Il avait cru qu’il n’arriverait jamais à convaincre Janice de cosigner l’emprunt. Il avait dû la mettre au courant des changements prochains de la réglementation concernant les zones marécageuses, et des profits qu’il espérait réaliser en revendant la propriété de Nuala Moore.
« Écoute, s’était-il efforcé de la raisonner, tu es fatiguée de travailler à la résidence. Dieu sait si tu ne manques pas de t’en plaindre quotidiennement. Il s’agit d’une vente on ne peut plus régulière. La maison a besoin d’être complètement remise en état. Le scénario le plus défavorable serait que la nouvelle loi ne soit pas votée, ce qui n’arrivera pas. Au pire, nous pourrons toujours contracter un emprunt spécial pour la réfection de la maison de Nuala, la rénover et la vendre trois cent cinquante mille dollars.
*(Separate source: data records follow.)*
//! Per-view session: owns the store and wires the moving parts together.

use std::sync::{Arc, Mutex, PoisonError};

use tokio::task::JoinHandle;
use tracing::debug;

use marksync_core::{Bookmark, BookmarkView, ViewStore};

use crate::channel::ChangeChannel;
use crate::coordinator::MutationCoordinator;
use crate::health::ConnectionHealthMonitor;
use crate::listener::{ChangeStreamListener, SubscriptionState};
use crate::notify::NoticeSink;
use crate::service::{
    BookmarkWriter, CreateError, DeleteError, SnapshotError, SnapshotLoader, SubscribeError,
};
use crate::shared::SharedStore;

/// One user's bookmark list for the lifetime of one active view.
///
/// The session exclusively owns its store: it is constructed from the
/// initial snapshot, mutated only through the coordinator and the listener,
/// and discarded on teardown. Nothing here is a process-wide singleton; a
/// second tab is a second session with its own store and subscription.
pub struct BookmarkSession {
    store: SharedStore,
    writer: Arc<dyn BookmarkWriter>,
    loader: Arc<dyn SnapshotLoader>,
    notices: Arc<dyn NoticeSink>,
    listener: Arc<ChangeStreamListener>,
    health: Arc<ConnectionHealthMonitor>,
    coordinator: Mutex<Arc<MutationCoordinator>>,
    owner_id: Mutex<String>,
    health_task: Mutex<Option<JoinHandle<()>>>,
}

impl BookmarkSession {
    #[must_use]
    pub fn new(
        owner_id: impl Into<String>,
        initial_records: Vec<Bookmark>,
        writer: Arc<dyn BookmarkWriter>,
        loader: Arc<dyn SnapshotLoader>,
        channel: Arc<dyn ChangeChannel>,
        notices: Arc<dyn NoticeSink>,
    ) -> Self {
        let owner_id = owner_id.into();
        let store = SharedStore::new(ViewStore::from_snapshot(initial_records));
        let listener = Arc::new(ChangeStreamListener::new(channel, store.clone()));
        let health = Arc::new(ConnectionHealthMonitor::new(Arc::clone(&notices)));
        let coordinator = Arc::new(MutationCoordinator::new(
            owner_id.clone(),
            store.clone(),
            Arc::clone(&writer),
            Arc::clone(&notices),
        ));
        Self {
            store,
            writer,
            loader,
            notices,
            listener,
            health,
            coordinator: Mutex::new(coordinator),
            owner_id: Mutex::new(owner_id),
            health_task: Mutex::new(None),
        }
    }

    /// Starts health observation and subscribes the change stream.
    ///
    /// A subscribe failure leaves the session usable — local mutations keep
    /// working — but degraded until [`BookmarkSession::refresh_subscription`]
    /// or [`BookmarkSession::resynchronize`].
    pub async fn start(&self) -> Result<(), SubscribeError> {
        self.spawn_health_observer();
        self.listener.subscribe(&self.owner_id()).await
    }

    /// Current list in render order, newest first.
    #[must_use]
    pub fn views(&self) -> Vec<BookmarkView> {
        self.store.lock().views().to_vec()
    }

    pub async fn create(&self, raw_url: &str) -> Result<Bookmark, CreateError> {
        self.current_coordinator().create(raw_url).await
    }

    pub async fn delete(&self, id: &str) -> Result<(), DeleteError> {
        self.current_coordinator().delete(id).await
    }

    /// Whether a delete call for this id is still in flight.
    #[must_use]
    pub fn is_deleting(&self, id: &str) -> bool {
        self.current_coordinator().is_deleting(id)
    }

    /// Whether the change stream can currently guarantee delivery.
    #[must_use]
    pub fn is_healthy(&self) -> bool {
        self.health.is_healthy()
    }

    #[must_use]
    pub fn subscription_state(&self) -> SubscriptionState {
        self.listener.state()
    }

    #[must_use]
    pub fn owner_id(&self) -> String {
        self.owner_id
            .lock()
            .unwrap_or_else(PoisonError::into_inner)
            .clone()
    }

    /// Manual resynchronization: re-fetches the full snapshot and installs
    /// it wholesale. The recovery path for a degraded subscription.
    pub async fn resynchronize(&self) -> Result<(), SnapshotError> {
        let owner_id = self.owner_id();
        let records = self.loader.fetch_snapshot(&owner_id).await?;
        debug!(count = records.len(), "snapshot reinstalled");
        self.store.lock().replace_all(records);
        Ok(())
    }

    /// Tears the current subscription down and establishes a fresh one.
    pub async fn refresh_subscription(&self) -> Result<(), SubscribeError> {
        self.listener.subscribe(&self.owner_id()).await
    }

    /// Switches the session to a different owner: installs that owner's
    /// snapshot, swaps the mutation path, and re-subscribes (the previous
    /// subscription is fully torn down first).
    pub async fn set_owner(
        &self,
        owner_id: impl Into<String>,
        initial_records: Vec<Bookmark>,
    ) -> Result<(), SubscribeError> {
        let owner_id = owner_id.into();
        *self
            .owner_id
            .lock()
            .unwrap_or_else(PoisonError::into_inner) = owner_id.clone();
        let coordinator = Arc::new(MutationCoordinator::new(
            owner_id.clone(),
            self.store.clone(),
            Arc::clone(&self.writer),
            Arc::clone(&self.notices),
        ));
        *self
            .coordinator
            .lock()
            .unwrap_or_else(PoisonError::into_inner) = coordinator;
        self.store.lock().replace_all(initial_records);
        self.listener.subscribe(&owner_id).await
    }

    /// Ends the session: tears the subscription down immediately and stops
    /// health observation. Service calls still in flight settle against a
    /// store nobody renders anymore; their results are effectively
    /// discarded.
    pub fn teardown(&self) {
        self.listener.teardown();
        let task = self
            .health_task
            .lock()
            .unwrap_or_else(PoisonError::into_inner)
            .take();
        if let Some(task) = task {
            task.abort();
        }
    }

    fn current_coordinator(&self) -> Arc<MutationCoordinator> {
        Arc::clone(
            &self
                .coordinator
                .lock()
                .unwrap_or_else(PoisonError::into_inner),
        )
    }

    fn spawn_health_observer(&self) {
        let mut state_rx = self.listener.watch_state();
        let health = Arc::clone(&self.health);
        let task = tokio::spawn(async move {
            while state_rx.changed().await.is_ok() {
                let state = *state_rx.borrow_and_update();
                health.observe(state);
            }
        });
        let previous = self
            .health_task
            .lock()
            .unwrap_or_else(PoisonError::into_inner)
            .replace(task);
        if let Some(previous) = previous {
            previous.abort();
        }
    }
}

impl Drop for BookmarkSession {
    fn drop(&mut self) {
        self.teardown();
    }
}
— Un deuxième emprunt, avait-elle ricané. Mon Dieu, quel brasseur d’affaires tu fais ! Donc, je quitte mon travail. Et quel usage feras-tu de ta nouvelle fortune, lorsque cette loi concernant les terrains marécageux sera votée ? »
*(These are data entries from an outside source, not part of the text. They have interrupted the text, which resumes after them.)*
//! Default HTTP implementation of the bookmark service interfaces.

use std::time::Duration;

use async_trait::async_trait;
use reqwest::{Response, StatusCode};
use serde::{Deserialize, Serialize};
use thiserror::Error;
use uuid::Uuid;

use marksync_core::Bookmark;

use crate::service::{
    BookmarkWriter, CreateError, DeleteError, SnapshotError, SnapshotLoader,
};

pub const DEFAULT_TIMEOUT_MS: u64 = 2_500;
pub const DEFAULT_REQUEST_ATTEMPTS: usize = 2;
pub const ENV_SERVICE_BASE_URL: &str = "MARKSYNC_SERVICE_BASE_URL";

/// Configuration for [`HttpBookmarkService`].
#[derive(Debug, Clone)]
pub struct HttpServiceConfig {
    pub base_url: String,
    pub access_token: Option<String>,
    pub timeout_ms: u64,
    pub request_attempts: usize,
}

impl HttpServiceConfig {
    #[must_use]
    pub fn new(base_url: impl Into<String>) -> Self {
        Self {
            base_url: base_url.into(),
            access_token: None,
            timeout_ms: DEFAULT_TIMEOUT_MS,
            request_attempts: DEFAULT_REQUEST_ATTEMPTS,
        }
    }
}

/// Service base-url misconfiguration.
#[derive(Debug, Clone, PartialEq, Eq, Error)]
pub enum ServiceConfigError {
    #[error("service base url must not be empty")]
    EmptyBaseUrl,
    #[error("service base url must use http:// or https:// and include a host")]
    InvalidBaseUrl,
}

/// Resolves the service base URL: environment override first, then a stored
/// value, trailing slashes trimmed. Returns the value plus its source.
pub fn resolve_service_base_url(
    stored: Option<&str>,
) -> Result<(String, &'static str), ServiceConfigError> {
    if let Some(base_url) = env_non_empty(ENV_SERVICE_BASE_URL) {
        return normalize_base_url(&base_url).map(|normalized| (normalized, ENV_SERVICE_BASE_URL));
    }
    if let Some(base_url) = stored.map(str::trim).filter(|value| !value.is_empty()) {
        return normalize_base_url(base_url).map(|normalized| (normalized, "stored"));
    }
    Err(ServiceConfigError::EmptyBaseUrl)
}

fn normalize_base_url(raw: &str) -> Result<String, ServiceConfigError> {
    let trimmed = raw.trim().trim_end_matches('/');
    if trimmed.is_empty() {
        return Err(ServiceConfigError::EmptyBaseUrl);
    }
    if !(trimmed.starts_with("http://") || trimmed.starts_with("https://")) {
        return Err(ServiceConfigError::InvalidBaseUrl);
    }
    let Some((_, remainder)) = trimmed.split_once("://") else {
        return Err(ServiceConfigError::InvalidBaseUrl);
    };
    if remainder.trim().is_empty() || remainder.starts_with('/') {
        return Err(ServiceConfigError::InvalidBaseUrl);
    }
    Ok(trimmed.to_string())
}

fn env_non_empty(key: &str) -> Option<String> {
    std::env::var(key)
        .ok()
        .map(|value| value.trim().trim_end_matches('/').to_string())
        .filter(|value| !value.is_empty())
}

#[derive(Debug, Serialize)]
struct CreateBookmarkRequest<'a> {
    url: &'a str,
}

#[derive(Debug, Deserialize)]
struct SnapshotResponse {
    bookmarks: Vec<Bookmark>,
}

#[derive(Debug, Deserialize)]
struct ErrorBody {
    error: String,
}

/// HTTP-backed bookmark service.
///
/// The owner is implicit in the bearer token; the `owner_id` trait
/// parameters are not sent on the wire. Snapshot reads retry on transport
/// errors; mutations are sent exactly once so a flaky network cannot turn
/// one create into two.
#[derive(Debug, Clone)]
pub struct HttpBookmarkService {
    base_url: String,
    access_token: Option<String>,
    timeout: Duration,
    request_attempts: usize,
    http: reqwest::Client,
}

impl HttpBookmarkService {
    pub fn new(config: HttpServiceConfig) -> Result<Self, ServiceConfigError> {
        let base_url = normalize_base_url(&config.base_url)?;
        Ok(Self {
            base_url,
            access_token: config.access_token,
            timeout: Duration::from_millis(config.timeout_ms.max(250)),
            request_attempts: config.request_attempts.max(1),
            http: reqwest::Client::new(),
        })
    }

    #[must_use]
    pub fn bookmarks_path() -> &'static str {
        "/v1/bookmarks"
    }

    #[must_use]
    pub fn bookmark_path(id: &str) -> String {
        format!("/v1/bookmarks/{}", id.trim())
    }

    #[must_use]
    pub fn endpoint(&self, path: &str) -> String {
        format!("{}{}", self.base_url, path)
    }

    fn request(&self, method: reqwest::Method, path: &str) -> reqwest::RequestBuilder {
        let mut request = self
            .http
            .request(method, self.endpoint(path))
            .header("x-request-id", format!("req_{}", Uuid::new_v4().simple()))
            .timeout(self.timeout);
        if let Some(token) = &self.access_token {
            request = request.bearer_auth(token);
        }
        request
    }
}

#[async_trait]
impl BookmarkWriter for HttpBookmarkService {
    async fn create(&self, _owner_id: &str, url: &str) -> Result<Bookmark, CreateError> {
        let response = self
            .request(reqwest::Method::POST, Self::bookmarks_path())
            .json(&CreateBookmarkRequest { url })
            .send()
            .await
            .map_err(|error| CreateError::Unknown(error.to_string()))?;

        let status = response.status();
        let bytes = read_body(response)
            .await
            .map_err(CreateError::Unknown)?;
        if !status.is_success() {
            return Err(map_create_error(status, &bytes));
        }
        serde_json::from_slice(&bytes).map_err(|error| CreateError::Unknown(error.to_string()))
    }

    async fn delete(&self, _owner_id: &str, id: &str) -> Result<(), DeleteError> {
        let response = self
            .request(reqwest::Method::DELETE, &Self::bookmark_path(id))
            .send()
            .await
            .map_err(|error| DeleteError::Unknown(error.to_string()))?;

        let status = response.status();
        // Deleting an id the service no longer knows is a no-op success.
        if status.is_success() || status == StatusCode::NOT_FOUND {
            return Ok(());
        }
        let bytes = read_body(response)
            .await
            .map_err(DeleteError::Unknown)?;
        Err(map_delete_error(status, &bytes))
    }
}

#[async_trait]
impl SnapshotLoader for HttpBookmarkService {
    async fn fetch_snapshot(&self, _owner_id: &str) -> Result<Vec<Bookmark>, SnapshotError> {
        let mut last_error: Option<String> = None;

        for attempt in 0..self.request_attempts {
            let sent = self
                .request(reqwest::Method::GET, Self::bookmarks_path())
                .send()
                .await;
            match sent {
                Ok(response) => {
                    let status = response.status();
                    let bytes = read_body(response)
                        .await
                        .map_err(SnapshotError::Unknown)?;
                    if !status.is_success() {
                        return Err(map_snapshot_error(status, &bytes));
                    }
                    let snapshot: SnapshotResponse = serde_json::from_slice(&bytes)
                        .map_err(|error| SnapshotError::Unknown(error.to_string()))?;
                    return Ok(snapshot.bookmarks);
                }
                Err(error) => {
                    last_error = Some(error.to_string());
                    if attempt + 1 >= self.request_attempts {
                        break;
                    }
                }
            }
        }

        Err(SnapshotError::Unknown(
            last_error.unwrap_or_else(|| "unknown".to_string()),
        ))
    }
}

async fn read_body(response: Response) -> Result<Vec<u8>, String> {
    response
        .bytes()
        .await
        .map(|bytes| bytes.to_vec())
        .map_err(|error| error.to_string())
}

fn map_create_error(status: StatusCode, body: &[u8]) -> CreateError {
    match status {
        StatusCode::BAD_REQUEST => CreateError::Validation(error_message(status, body)),
        StatusCode::UNAUTHORIZED => CreateError::Unauthenticated,
        StatusCode::CONFLICT => CreateError::Duplicate,
        _ => CreateError::Unknown(error_message(status, body)),
    }
}

fn map_delete_error(status: StatusCode, body: &[u8]) -> DeleteError {
    match status {
        StatusCode::UNAUTHORIZED => DeleteError::Unauthenticated,
        _ => DeleteError::Unknown(error_message(status, body)),
    }
}

fn map_snapshot_error(status: StatusCode, body: &[u8]) -> SnapshotError {
    match status {
        StatusCode::UNAUTHORIZED => SnapshotError::Unauthenticated,
        _ => SnapshotError::Unknown(error_message(status, body)),
    }
}

/// Pulls the service's error message out of a `{"error": ...}` body, falling
/// back to the raw text or the status line.
fn error_message(status: StatusCode, body: &[u8]) -> String {
    if let Ok(parsed) = serde_json::from_slice::<ErrorBody>(body) {
        let trimmed = parsed.error.trim();
        if !trimmed.is_empty() {
            return trimmed.to_string();
        }
    }
    let text = String::from_utf8_lossy(body);
    let trimmed = text.trim();
    if trimmed.is_empty() {
        status.to_string()
    } else {
        trimmed.to_string()
    }
}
C’était, naturellement, une question à laquelle il n’était pas préparé à répondre. Pas jusqu’à la conclusion de la vente. Et de toute façon, il n’en était plus question maintenant. A moins que les choses ne changent. Il entendait encore les mots rageurs de Janice lorsqu’ils étaient rentrés chez eux le vendredi : « Et à présent nous avons sur les bras un emprunt de deux cent mille dollars plus les frais engagés pour l’obtenir. Il ne te reste plus qu’à aller directement à la banque et tout rembourser. Je n’ai pas l’intention de perdre ma maison.
— Tu ne la perdras pas, lui avait-il assuré, cherchant à gagner du temps. J’ai déjà dit à Maggie Holloway que je voulais la voir. Elle sait que c’est au sujet de la maison. Crois-tu qu’elle va vouloir rester dans un endroit où sa belle-mère a été assassinée ? Crois-moi, elle va quitter Newport aussi vite que possible, et je ne manquerai pas de souligner que pendant de nombreuses années j’ai rendu de grands services à Nuala et à Tim Moore sans leur demander mes honoraires habituels. Dès la semaine prochaine, elle aura accepté de vendre la maison. »
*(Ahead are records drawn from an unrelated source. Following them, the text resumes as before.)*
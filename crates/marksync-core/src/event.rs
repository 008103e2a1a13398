//! Remote change events and the reducer that merges them into the store.

use serde::{Deserialize, Serialize};

use crate::record::Bookmark;
use crate::store::{UpsertOutcome, ViewStore};

/// One normalized event from the per-owner change stream.
///
/// Wire shape: `{"type":"insert","record":{..}}` / `{"type":"delete","id":".."}`.
#[derive(Debug, Clone, PartialEq, Eq, Serialize, Deserialize)]
#[serde(tag = "type", rename_all = "snake_case")]
pub enum ChangeEvent {
    Insert { record: Bookmark },
    Delete { id: String },
}

/// What applying one event did to the store.
#[derive(Debug, Clone, Copy, PartialEq, Eq)]
pub enum ChangeOutcome {
    /// New record prepended.
    Inserted,
    /// Replaced an outstanding pending view for the same correlation key.
    MergedPending,
    /// Insert for an id already in the list; duplicate delivery, ignored.
    DuplicateIgnored,
    /// Insert for a record belonging to a different owner; discarded.
    ScopeMismatch,
    /// Delete removed the view.
    Removed,
    /// Delete for an id already absent (commonly our own delete's echo).
    AlreadyAbsent,
}

/// Merges one remote event into the store.
///
/// Deterministic and transport-free: the same store state and event always
/// produce the same outcome, regardless of how the event raced against local
/// mutations for the same entity. Insert events scoped to another owner are
/// discarded without touching the store.
pub fn apply_change(
    store: &mut ViewStore,
    viewer_owner_id: &str,
    event: ChangeEvent,
) -> ChangeOutcome {
    match event {
        ChangeEvent::Insert { record } => {
            if record.owner_id != viewer_owner_id {
                return ChangeOutcome::ScopeMismatch;
            }
            match store.upsert_by_id(record) {
                UpsertOutcome::Ignored => ChangeOutcome::DuplicateIgnored,
                UpsertOutcome::MergedPending => ChangeOutcome::MergedPending,
                UpsertOutcome::Inserted => ChangeOutcome::Inserted,
            }
        }
        ChangeEvent::Delete { id } => match store.remove_by_id(&id) {
            Some(_) => ChangeOutcome::Removed,
            None => ChangeOutcome::AlreadyAbsent,
        },
    }
}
Il fallait qu’elle lui donne son accord. C’était son seul moyen de se sortir de ce guêpier.
L’interphone sonna. « Oui, Barbara », répondit-il d’un ton froid. Il prenait soin de ne jamais laisser filtrer le moindre accent d’intimité dans leurs échanges lorsqu’elle était à son bureau. Il ne savait jamais si elle s’y trouvait seule.
D’après l’intonation de sa voix aujourd’hui, il était clair qu’il n’y avait personne auprès d’elle. « Malcolm, puis-je te parler quelques minutes ? » dit-elle simplement, mais il eut immédiatement un mauvais pressentiment.
Un instant plus tard, elle était assise en face de lui, les mains posées sur ses genoux, ses yeux noisette évitant les siens. « Malcolm, je ne sais pas comment m’exprimer, je préfère te parler carrément. Je ne peux plus rester ici. Je me sens complètement déprimée depuis quelque temps. » Elle hésita avant d’ajouter : « Même si je t’aime toujours autant, je ne peux oublier que tu es marié à une autre.
— Tu m’as vu avec Janice. Tu connais le genre de rapports qui sont les nôtres.
— Mais elle est toujours ta femme. C’est mieux ainsi, crois-moi. Je vais aller passer deux mois chez ma fille, à Vail. Et à mon retour, je chercherai un autre emploi.
— Barbara, tu ne peux pas t’en aller comme ça », implora-t-il, soudain pris de panique.
Elle sourit tristement. « Pas tout de suite. Je ne ferais pas ça. Je te préviens une semaine à l’avance.
— Dans une semaine, je serai séparé de Janice, je te le promets. Je t’en prie, reste ! Je ne supporterais pas de te voir partir. »
Pas après tout ce que j’ai fait pour te garder ! pensa-t-il avec désespoir.